Exercise objective: What lines in the following entries hold the word "impl"? Copy each one.

[[ Given records open ]]

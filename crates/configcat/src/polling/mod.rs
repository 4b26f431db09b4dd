//! # Polling Modes
//!
//! Control when the client downloads a new config:
//!
//! * [`PollingMode::AutoPoll`] - a background task fetches on a fixed interval and notifies
//!   [`ConfigurationChangeListener`]s when the config changes
//! * [`PollingMode::LazyLoad`] - the config is fetched on demand once the cached copy is older
//!   than the TTL
//! * [`PollingMode::ManualPoll`] - only `force_refresh` downloads a new config
//!
//! ## Example
//!
//! ```rust
//! use configcat::{AutoPollingBuilder, ConfigurationParser};
//!
//! let mode = AutoPollingBuilder::new()
//!     .auto_poll_interval_in_seconds(5)
//!     .configuration_change_listener(|parser: &ConfigurationParser, config: &str| {
//!         let enabled: bool = parser
//!             .parse_value(config, "isAwesomeFeatureEnabled", None)
//!             .unwrap_or(false);
//!         println!("isAwesomeFeatureEnabled: {}", enabled);
//!     })
//!     .build()
//!     .unwrap();
//! ```

mod auto_poll;
mod lazy_load;
mod manual;

pub use auto_poll::AutoPollingPolicy;
pub use lazy_load::LazyLoadingPolicy;
pub use manual::ManualPollingPolicy;

use crate::cache::ConfigJsonCache;
use crate::error::{ConfigCatError, Result};
use crate::fetcher::{ConfigFetcher, FetchResponse};
use crate::hooks::{ClientReadyState, Hooks};
use crate::model::Entry;
use crate::parser::ConfigurationParser;
use async_trait::async_trait;
use chrono::Utc;
use std::fmt;
use std::sync::Arc;
use std::sync::atomic::{AtomicBool, Ordering};
use std::time::Duration;
use tracing::debug;

const DEFAULT_POLL_INTERVAL_SECS: u64 = 60;
const DEFAULT_MAX_INIT_WAIT_SECS: u64 = 5;
const MIN_POLL_INTERVAL_SECS: u64 = 2;

/// Receives the parser and the raw JSON of every new config.
pub trait ConfigurationChangeListener: Send + Sync {
    fn on_configuration_changed(&self, parser: &ConfigurationParser, new_configuration: &str);
}

impl<F> ConfigurationChangeListener for F
where
    F: Fn(&ConfigurationParser, &str) + Send + Sync,
{
    fn on_configuration_changed(&self, parser: &ConfigurationParser, new_configuration: &str) {
        self(parser, new_configuration)
    }
}

#[derive(Clone)]
pub enum PollingMode {
    AutoPoll {
        interval: Duration,
        max_init_wait: Duration,
        listeners: Vec<Arc<dyn ConfigurationChangeListener>>,
    },
    LazyLoad {
        cache_ttl: Duration,
        async_refresh: bool,
    },
    ManualPoll,
}

impl Default for PollingMode {
    fn default() -> Self {
        PollingMode::AutoPoll {
            interval: Duration::from_secs(DEFAULT_POLL_INTERVAL_SECS),
            max_init_wait: Duration::from_secs(DEFAULT_MAX_INIT_WAIT_SECS),
            listeners: Vec::new(),
        }
    }
}

impl fmt::Debug for PollingMode {
    fn fmt(&self, f: &mut fmt::Formatter<'_>) -> fmt::Result {
        match self {
            PollingMode::AutoPoll {
                interval,
                max_init_wait,
                listeners,
            } => f
                .debug_struct("AutoPoll")
                .field("interval", interval)
                .field("max_init_wait", max_init_wait)
                .field("listeners", &listeners.len())
                .finish(),
            PollingMode::LazyLoad {
                cache_ttl,
                async_refresh,
            } => f
                .debug_struct("LazyLoad")
                .field("cache_ttl", cache_ttl)
                .field("async_refresh", async_refresh)
                .finish(),
            PollingMode::ManualPoll => write!(f, "ManualPoll"),
        }
    }
}

impl PollingMode {
    pub fn auto_poll(interval_secs: u64) -> Result<Self> {
        Self::auto_poll_with(interval_secs, DEFAULT_MAX_INIT_WAIT_SECS)
    }

    pub fn auto_poll_with(interval_secs: u64, max_init_wait_secs: u64) -> Result<Self> {
        AutoPollingBuilder::new()
            .auto_poll_interval_in_seconds(interval_secs)
            .max_init_wait_time_in_seconds(max_init_wait_secs)
            .build()
    }

    pub fn lazy_load(cache_ttl_secs: u64) -> Result<Self> {
        Self::lazy_load_with(cache_ttl_secs, false)
    }

    /// Lazy loading that serves the stale config while a refresh runs in the background.
    pub fn lazy_load_async(cache_ttl_secs: u64) -> Result<Self> {
        Self::lazy_load_with(cache_ttl_secs, true)
    }

    fn lazy_load_with(cache_ttl_secs: u64, async_refresh: bool) -> Result<Self> {
        if cache_ttl_secs < 1 {
            return Err(ConfigCatError::InvalidArgument(
                "cache_ttl_secs cannot be less than 1 second".to_string(),
            ));
        }
        Ok(PollingMode::LazyLoad {
            cache_ttl: Duration::from_secs(cache_ttl_secs),
            async_refresh,
        })
    }

    pub fn manual_poll() -> Self {
        PollingMode::ManualPoll
    }

    /// Short identifier sent in the user agent header.
    pub fn identifier(&self) -> &'static str {
        match self {
            PollingMode::AutoPoll { .. } => "a",
            PollingMode::LazyLoad { .. } => "l",
            PollingMode::ManualPoll => "m",
        }
    }
}

/// Builds an auto polling [`PollingMode`].
#[derive(Clone)]
pub struct AutoPollingBuilder {
    interval_secs: u64,
    max_init_wait_secs: u64,
    listeners: Vec<Arc<dyn ConfigurationChangeListener>>,
}

impl Default for AutoPollingBuilder {
    fn default() -> Self {
        Self {
            interval_secs: DEFAULT_POLL_INTERVAL_SECS,
            max_init_wait_secs: DEFAULT_MAX_INIT_WAIT_SECS,
            listeners: Vec::new(),
        }
    }
}

impl AutoPollingBuilder {
    pub fn new() -> Self {
        Self::default()
    }

    pub fn auto_poll_interval_in_seconds(mut self, seconds: u64) -> Self {
        self.interval_secs = seconds;
        self
    }

    pub fn max_init_wait_time_in_seconds(mut self, seconds: u64) -> Self {
        self.max_init_wait_secs = seconds;
        self
    }

    pub fn configuration_change_listener<L>(mut self, listener: L) -> Self
    where
        L: ConfigurationChangeListener + 'static,
    {
        self.listeners.push(Arc::new(listener));
        self
    }

    pub fn build(self) -> Result<PollingMode> {
        if self.interval_secs < MIN_POLL_INTERVAL_SECS {
            return Err(ConfigCatError::InvalidArgument(format!(
                "auto_poll_interval_in_seconds cannot be less than {} seconds",
                MIN_POLL_INTERVAL_SECS
            )));
        }
        Ok(PollingMode::AutoPoll {
            interval: Duration::from_secs(self.interval_secs),
            max_init_wait: Duration::from_secs(self.max_init_wait_secs),
            listeners: self.listeners,
        })
    }
}

#[derive(Debug, Clone, PartialEq, Eq)]
pub struct RefreshResult {
    pub success: bool,
    pub error: Option<String>,
}

impl RefreshResult {
    pub fn success() -> Self {
        Self {
            success: true,
            error: None,
        }
    }

    pub fn failure(error: impl Into<String>) -> Self {
        Self {
            success: false,
            error: Some(error.into()),
        }
    }
}

/// Decides when the config is downloaded.
#[async_trait]
pub trait RefreshPolicy: Send + Sync + fmt::Debug {
    /// The config to evaluate flags against.
    async fn get_config(&self) -> Entry;
    /// Fetches the latest config regardless of the polling schedule.
    async fn refresh(&self) -> RefreshResult;
    fn set_offline(&self, offline: bool);
    fn is_offline(&self) -> bool;
    /// Stops background work. Idempotent.
    fn close(&self);
}

pub(crate) enum FetchOutcome {
    Changed(Entry),
    Unchanged(Entry),
    Failed(String),
}

impl FetchOutcome {
    pub(crate) fn to_refresh_result(&self) -> RefreshResult {
        match self {
            FetchOutcome::Failed(error) => RefreshResult::failure(error.clone()),
            _ => RefreshResult::success(),
        }
    }
}

/// State shared by the remote polling policies.
#[derive(Debug)]
pub(crate) struct PolicyCore {
    fetcher: ConfigFetcher,
    cache: ConfigJsonCache,
    hooks: Arc<Hooks>,
    offline: AtomicBool,
}

impl PolicyCore {
    pub(crate) fn new(
        fetcher: ConfigFetcher,
        cache: ConfigJsonCache,
        hooks: Arc<Hooks>,
        offline: bool,
    ) -> Self {
        Self {
            fetcher,
            cache,
            hooks,
            offline: AtomicBool::new(offline),
        }
    }

    pub(crate) fn cached(&self) -> Entry {
        self.cache.read()
    }

    pub(crate) fn hooks(&self) -> &Hooks {
        &self.hooks
    }

    pub(crate) fn set_offline(&self, offline: bool) {
        self.offline.store(offline, Ordering::SeqCst);
    }

    pub(crate) fn is_offline(&self) -> bool {
        self.offline.load(Ordering::SeqCst)
    }

    /// Ready state derived from what the cache currently holds.
    pub(crate) fn cache_state(&self, ttl: Duration) -> ClientReadyState {
        let entry = self.cached();
        if entry.is_empty() {
            ClientReadyState::NoFlagData
        } else if entry.is_fresh(ttl) {
            ClientReadyState::HasUpToDateFlagData
        } else {
            ClientReadyState::HasCachedFlagDataOnly
        }
    }

    /// Downloads the config and stores it. Listeners of `on_config_changed`
    /// are notified when the content differs from the cached one.
    pub(crate) async fn fetch_if_newer(&self) -> FetchOutcome {
        if self.is_offline() {
            return FetchOutcome::Failed(
                "Client is in offline mode, it cannot initiate HTTP calls.".to_string(),
            );
        }

        match self.fetcher.fetch().await {
            FetchResponse::Fetched(entry) => {
                let previous = self.cache.read();
                self.cache.write(&entry);
                if previous.config != entry.config {
                    debug!("Config changed");
                    self.hooks.invoke_on_config_changed(&entry.config.entries);
                    FetchOutcome::Changed(entry)
                } else {
                    FetchOutcome::Unchanged(entry)
                }
            }
            FetchResponse::NotModified => {
                // the cached copy is confirmed, only the fetch time moves
                let entry = self.cache.read().with_fetch_time(Utc::now());
                self.cache.write(&entry);
                FetchOutcome::Unchanged(entry)
            }
            FetchResponse::Failed { error } => {
                self.hooks.invoke_on_error(&error);
                FetchOutcome::Failed(error)
            }
        }
    }
}

/// Serves nothing; used when only local overrides are consulted.
#[derive(Debug, Default)]
pub struct NullRefreshPolicy;

#[async_trait]
impl RefreshPolicy for NullRefreshPolicy {
    async fn get_config(&self) -> Entry {
        Entry::empty()
    }

    async fn refresh(&self) -> RefreshResult {
        RefreshResult::failure(
            "The ConfigCat SDK is in local-only mode. Calling .force_refresh() has no effect.",
        )
    }

    fn set_offline(&self, _offline: bool) {}

    fn is_offline(&self) -> bool {
        true
    }

    fn close(&self) {}
}

pub(crate) fn refresh_policy(
    mode: PollingMode,
    core: Arc<PolicyCore>,
) -> Result<Arc<dyn RefreshPolicy>> {
    let policy: Arc<dyn RefreshPolicy> = match mode {
        PollingMode::AutoPoll {
            interval,
            max_init_wait,
            listeners,
        } => Arc::new(AutoPollingPolicy::new(
            core,
            interval,
            max_init_wait,
            listeners,
        )?),
        PollingMode::LazyLoad {
            cache_ttl,
            async_refresh,
        } => Arc::new(LazyLoadingPolicy::new(core, cache_ttl, async_refresh)),
        PollingMode::ManualPoll => Arc::new(ManualPollingPolicy::new(core)),
    };
    Ok(policy)
}

#[cfg(test)]
mod tests {
    use super::*;

    #[test]
    fn test_auto_poll_rejects_short_interval() {
        assert!(matches!(
            PollingMode::auto_poll(1),
            Err(ConfigCatError::InvalidArgument(_))
        ));
        assert!(PollingMode::auto_poll(2).is_ok());
    }

    #[test]
    fn test_lazy_load_rejects_zero_ttl() {
        assert!(PollingMode::lazy_load(0).is_err());
        assert!(matches!(
            PollingMode::lazy_load_async(30).unwrap(),
            PollingMode::LazyLoad {
                async_refresh: true,
                ..
            }
        ));
    }

    #[test]
    fn test_builder_defaults() {
        let mode = AutoPollingBuilder::new().build().unwrap();
        let PollingMode::AutoPoll {
            interval,
            max_init_wait,
            listeners,
        } = mode
        else {
            panic!("expected auto poll");
        };
        assert_eq!(interval, Duration::from_secs(60));
        assert_eq!(max_init_wait, Duration::from_secs(5));
        assert!(listeners.is_empty());
    }

    #[test]
    fn test_closure_listener() {
        let mode = AutoPollingBuilder::new()
            .configuration_change_listener(|_: &ConfigurationParser, _: &str| {})
            .build()
            .unwrap();
        assert_eq!(mode.identifier(), "a");
        assert!(format!("{:?}", mode).contains("listeners: 1"));
    }

    #[test]
    fn test_identifiers() {
        assert_eq!(PollingMode::manual_poll().identifier(), "m");
        assert_eq!(PollingMode::lazy_load(10).unwrap().identifier(), "l");
    }
}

[[ Given records closed ]]

Completed task:
impl<F> ConfigurationChangeListener for F
impl Default for PollingMode {
impl fmt::Debug for PollingMode {
impl PollingMode {
impl Default for AutoPollingBuilder {
impl AutoPollingBuilder {
impl RefreshResult {
    pub fn failure(error: impl Into<String>) -> Self {
impl FetchOutcome {
impl PolicyCore {
impl RefreshPolicy for NullRefreshPolicy {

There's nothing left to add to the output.